| Problem statement |
Give the lines below again exactly, starting with the line that holds "the music-dna daemon." and going on through the line that holds "use std::fmt;".

[Stored items]
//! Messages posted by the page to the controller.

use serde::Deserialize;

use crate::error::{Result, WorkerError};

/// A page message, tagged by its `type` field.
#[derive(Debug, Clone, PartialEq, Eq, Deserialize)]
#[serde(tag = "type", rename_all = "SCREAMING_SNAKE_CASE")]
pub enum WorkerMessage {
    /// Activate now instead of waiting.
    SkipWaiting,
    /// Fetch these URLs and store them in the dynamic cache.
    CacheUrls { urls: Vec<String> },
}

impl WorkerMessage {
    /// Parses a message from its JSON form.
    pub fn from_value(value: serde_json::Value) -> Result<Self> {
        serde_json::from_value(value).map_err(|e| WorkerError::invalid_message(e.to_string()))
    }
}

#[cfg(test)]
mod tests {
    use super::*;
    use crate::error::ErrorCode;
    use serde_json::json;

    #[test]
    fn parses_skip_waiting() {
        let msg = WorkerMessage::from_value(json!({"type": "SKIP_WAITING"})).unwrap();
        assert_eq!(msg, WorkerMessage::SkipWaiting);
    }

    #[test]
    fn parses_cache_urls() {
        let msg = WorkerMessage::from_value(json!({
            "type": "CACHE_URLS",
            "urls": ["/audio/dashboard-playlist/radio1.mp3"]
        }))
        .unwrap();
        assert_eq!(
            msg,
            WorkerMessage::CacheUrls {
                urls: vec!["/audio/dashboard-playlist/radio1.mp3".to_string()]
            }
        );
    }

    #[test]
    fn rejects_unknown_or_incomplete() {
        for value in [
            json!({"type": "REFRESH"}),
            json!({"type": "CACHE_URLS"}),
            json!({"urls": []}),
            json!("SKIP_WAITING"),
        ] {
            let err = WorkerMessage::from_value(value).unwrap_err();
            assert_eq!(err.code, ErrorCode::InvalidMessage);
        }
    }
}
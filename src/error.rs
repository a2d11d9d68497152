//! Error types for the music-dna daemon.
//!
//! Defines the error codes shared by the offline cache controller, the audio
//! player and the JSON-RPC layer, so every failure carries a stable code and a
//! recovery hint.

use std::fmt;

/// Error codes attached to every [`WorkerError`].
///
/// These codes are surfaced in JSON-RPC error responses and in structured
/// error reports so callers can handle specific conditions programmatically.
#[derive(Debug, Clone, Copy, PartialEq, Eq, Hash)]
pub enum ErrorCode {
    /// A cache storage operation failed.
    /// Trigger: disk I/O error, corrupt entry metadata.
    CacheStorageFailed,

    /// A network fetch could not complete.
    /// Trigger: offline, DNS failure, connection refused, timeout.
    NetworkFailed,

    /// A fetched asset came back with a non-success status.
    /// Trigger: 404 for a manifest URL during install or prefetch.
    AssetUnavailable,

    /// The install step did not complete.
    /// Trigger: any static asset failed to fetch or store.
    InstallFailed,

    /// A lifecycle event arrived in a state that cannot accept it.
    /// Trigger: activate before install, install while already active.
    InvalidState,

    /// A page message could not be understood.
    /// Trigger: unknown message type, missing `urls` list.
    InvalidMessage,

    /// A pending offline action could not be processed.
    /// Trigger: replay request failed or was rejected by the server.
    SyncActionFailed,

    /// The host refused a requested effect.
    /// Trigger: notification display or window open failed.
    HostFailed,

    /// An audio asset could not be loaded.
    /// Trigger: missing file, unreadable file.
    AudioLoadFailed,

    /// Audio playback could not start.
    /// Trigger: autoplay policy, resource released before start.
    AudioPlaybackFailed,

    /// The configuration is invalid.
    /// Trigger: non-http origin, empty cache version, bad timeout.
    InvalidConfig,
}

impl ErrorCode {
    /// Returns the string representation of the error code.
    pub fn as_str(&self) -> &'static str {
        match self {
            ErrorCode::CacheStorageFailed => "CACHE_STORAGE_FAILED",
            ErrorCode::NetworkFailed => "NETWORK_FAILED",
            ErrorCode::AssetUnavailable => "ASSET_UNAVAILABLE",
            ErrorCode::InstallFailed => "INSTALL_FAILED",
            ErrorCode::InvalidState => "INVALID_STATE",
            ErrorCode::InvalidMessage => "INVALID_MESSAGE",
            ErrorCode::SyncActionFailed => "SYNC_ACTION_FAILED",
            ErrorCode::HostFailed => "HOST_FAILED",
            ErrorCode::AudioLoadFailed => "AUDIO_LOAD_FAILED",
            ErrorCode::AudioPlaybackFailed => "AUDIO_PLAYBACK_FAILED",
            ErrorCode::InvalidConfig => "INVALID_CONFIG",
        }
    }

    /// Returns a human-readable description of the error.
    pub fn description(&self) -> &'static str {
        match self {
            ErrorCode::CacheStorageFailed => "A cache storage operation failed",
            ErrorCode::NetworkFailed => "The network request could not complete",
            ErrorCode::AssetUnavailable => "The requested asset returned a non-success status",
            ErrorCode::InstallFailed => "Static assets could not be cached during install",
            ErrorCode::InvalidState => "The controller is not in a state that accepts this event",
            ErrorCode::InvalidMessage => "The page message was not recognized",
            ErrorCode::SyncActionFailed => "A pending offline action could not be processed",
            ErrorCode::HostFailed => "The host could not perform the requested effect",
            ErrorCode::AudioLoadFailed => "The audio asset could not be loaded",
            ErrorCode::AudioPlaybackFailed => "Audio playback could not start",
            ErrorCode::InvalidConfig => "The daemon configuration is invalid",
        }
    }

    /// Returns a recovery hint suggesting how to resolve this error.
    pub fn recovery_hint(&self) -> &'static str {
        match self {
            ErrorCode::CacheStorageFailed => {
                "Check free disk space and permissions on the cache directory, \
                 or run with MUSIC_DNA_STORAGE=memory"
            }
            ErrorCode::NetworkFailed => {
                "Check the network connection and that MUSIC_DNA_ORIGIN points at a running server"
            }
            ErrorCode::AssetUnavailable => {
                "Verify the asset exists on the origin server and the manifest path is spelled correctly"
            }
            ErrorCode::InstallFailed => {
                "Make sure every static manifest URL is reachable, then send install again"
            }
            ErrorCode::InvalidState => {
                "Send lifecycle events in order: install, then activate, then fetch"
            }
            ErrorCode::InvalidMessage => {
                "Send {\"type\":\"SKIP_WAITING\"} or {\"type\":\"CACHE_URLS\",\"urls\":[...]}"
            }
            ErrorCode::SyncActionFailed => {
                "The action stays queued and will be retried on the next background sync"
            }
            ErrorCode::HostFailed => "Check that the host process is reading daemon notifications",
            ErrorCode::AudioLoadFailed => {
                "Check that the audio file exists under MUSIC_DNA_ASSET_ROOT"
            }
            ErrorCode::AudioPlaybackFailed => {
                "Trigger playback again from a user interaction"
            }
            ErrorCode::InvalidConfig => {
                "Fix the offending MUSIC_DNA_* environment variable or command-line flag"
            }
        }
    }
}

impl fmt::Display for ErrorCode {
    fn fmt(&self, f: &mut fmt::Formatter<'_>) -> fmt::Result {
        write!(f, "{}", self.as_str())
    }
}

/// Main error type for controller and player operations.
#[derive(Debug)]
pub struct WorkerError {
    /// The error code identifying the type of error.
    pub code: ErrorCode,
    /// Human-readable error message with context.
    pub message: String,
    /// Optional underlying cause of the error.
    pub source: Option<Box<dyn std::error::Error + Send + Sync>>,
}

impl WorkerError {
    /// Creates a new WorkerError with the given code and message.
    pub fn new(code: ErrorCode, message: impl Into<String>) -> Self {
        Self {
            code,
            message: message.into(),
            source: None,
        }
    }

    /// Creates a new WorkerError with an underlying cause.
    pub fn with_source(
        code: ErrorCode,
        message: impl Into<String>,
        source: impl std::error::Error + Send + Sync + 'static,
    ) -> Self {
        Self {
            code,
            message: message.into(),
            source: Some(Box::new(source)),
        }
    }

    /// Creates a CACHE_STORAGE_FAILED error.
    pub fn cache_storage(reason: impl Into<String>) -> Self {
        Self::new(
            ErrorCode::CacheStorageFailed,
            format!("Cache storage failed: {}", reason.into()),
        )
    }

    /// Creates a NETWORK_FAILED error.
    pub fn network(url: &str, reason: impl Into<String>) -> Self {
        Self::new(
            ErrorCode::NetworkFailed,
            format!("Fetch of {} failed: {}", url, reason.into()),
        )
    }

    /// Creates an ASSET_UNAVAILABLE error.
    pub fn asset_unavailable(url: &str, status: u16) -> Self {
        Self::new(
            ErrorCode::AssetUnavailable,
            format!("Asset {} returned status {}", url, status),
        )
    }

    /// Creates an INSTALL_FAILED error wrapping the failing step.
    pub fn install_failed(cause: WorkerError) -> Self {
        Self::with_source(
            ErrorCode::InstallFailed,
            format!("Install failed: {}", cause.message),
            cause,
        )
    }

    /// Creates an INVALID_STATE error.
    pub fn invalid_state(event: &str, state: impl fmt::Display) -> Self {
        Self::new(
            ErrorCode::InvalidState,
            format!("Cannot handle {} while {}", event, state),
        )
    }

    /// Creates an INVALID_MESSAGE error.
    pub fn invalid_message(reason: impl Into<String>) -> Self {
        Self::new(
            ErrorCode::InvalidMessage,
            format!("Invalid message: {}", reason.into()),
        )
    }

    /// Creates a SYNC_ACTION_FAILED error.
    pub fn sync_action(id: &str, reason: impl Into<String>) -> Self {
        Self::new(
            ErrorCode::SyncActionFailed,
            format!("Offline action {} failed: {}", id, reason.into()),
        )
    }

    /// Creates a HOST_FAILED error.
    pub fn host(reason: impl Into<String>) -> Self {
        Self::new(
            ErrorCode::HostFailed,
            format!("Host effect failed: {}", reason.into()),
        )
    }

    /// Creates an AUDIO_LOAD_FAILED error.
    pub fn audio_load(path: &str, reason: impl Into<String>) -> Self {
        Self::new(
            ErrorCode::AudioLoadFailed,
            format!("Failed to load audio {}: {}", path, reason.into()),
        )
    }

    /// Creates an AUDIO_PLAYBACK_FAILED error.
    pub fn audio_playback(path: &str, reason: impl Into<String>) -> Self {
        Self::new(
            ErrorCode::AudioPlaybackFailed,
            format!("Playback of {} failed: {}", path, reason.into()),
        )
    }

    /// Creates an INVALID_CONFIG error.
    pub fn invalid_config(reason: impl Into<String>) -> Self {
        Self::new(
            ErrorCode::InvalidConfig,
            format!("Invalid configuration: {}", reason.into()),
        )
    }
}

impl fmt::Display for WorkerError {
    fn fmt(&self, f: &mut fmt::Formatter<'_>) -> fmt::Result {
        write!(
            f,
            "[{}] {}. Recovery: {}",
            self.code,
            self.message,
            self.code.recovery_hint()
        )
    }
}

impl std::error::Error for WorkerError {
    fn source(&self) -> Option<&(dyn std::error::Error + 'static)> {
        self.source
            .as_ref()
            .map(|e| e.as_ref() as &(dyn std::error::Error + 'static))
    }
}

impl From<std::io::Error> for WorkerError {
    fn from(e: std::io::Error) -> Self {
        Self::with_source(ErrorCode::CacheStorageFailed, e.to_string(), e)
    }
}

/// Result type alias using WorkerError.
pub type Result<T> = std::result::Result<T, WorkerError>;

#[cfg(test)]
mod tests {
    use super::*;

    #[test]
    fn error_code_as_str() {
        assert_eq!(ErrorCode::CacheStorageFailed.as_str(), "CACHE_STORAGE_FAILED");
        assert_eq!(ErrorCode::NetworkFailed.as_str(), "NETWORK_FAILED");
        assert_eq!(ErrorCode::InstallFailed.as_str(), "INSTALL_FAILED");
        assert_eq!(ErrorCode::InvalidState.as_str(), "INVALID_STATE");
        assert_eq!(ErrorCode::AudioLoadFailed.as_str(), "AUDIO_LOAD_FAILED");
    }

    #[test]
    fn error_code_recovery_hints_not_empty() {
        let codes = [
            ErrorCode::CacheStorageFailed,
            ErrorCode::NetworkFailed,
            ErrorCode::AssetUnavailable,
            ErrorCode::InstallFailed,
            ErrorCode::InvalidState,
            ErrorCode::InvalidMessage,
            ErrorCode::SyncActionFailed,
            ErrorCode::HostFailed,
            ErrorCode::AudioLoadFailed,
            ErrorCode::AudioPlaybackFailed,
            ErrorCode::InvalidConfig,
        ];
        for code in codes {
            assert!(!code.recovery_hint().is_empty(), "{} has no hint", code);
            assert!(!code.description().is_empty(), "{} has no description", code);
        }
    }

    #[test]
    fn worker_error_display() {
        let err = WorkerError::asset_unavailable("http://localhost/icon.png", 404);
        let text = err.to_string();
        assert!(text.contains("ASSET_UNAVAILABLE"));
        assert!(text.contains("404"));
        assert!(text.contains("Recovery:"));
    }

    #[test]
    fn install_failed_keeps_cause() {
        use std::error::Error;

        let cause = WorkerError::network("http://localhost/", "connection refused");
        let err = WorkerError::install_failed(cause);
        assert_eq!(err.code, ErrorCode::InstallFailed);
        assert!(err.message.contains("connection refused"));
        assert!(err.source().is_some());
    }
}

| Answer section |
//! Error types for the music-dna daemon.
//!
//! Defines the error codes shared by the offline cache controller, the audio
//! player and the JSON-RPC layer, so every failure carries a stable code and a
//! recovery hint.

use std::fmt;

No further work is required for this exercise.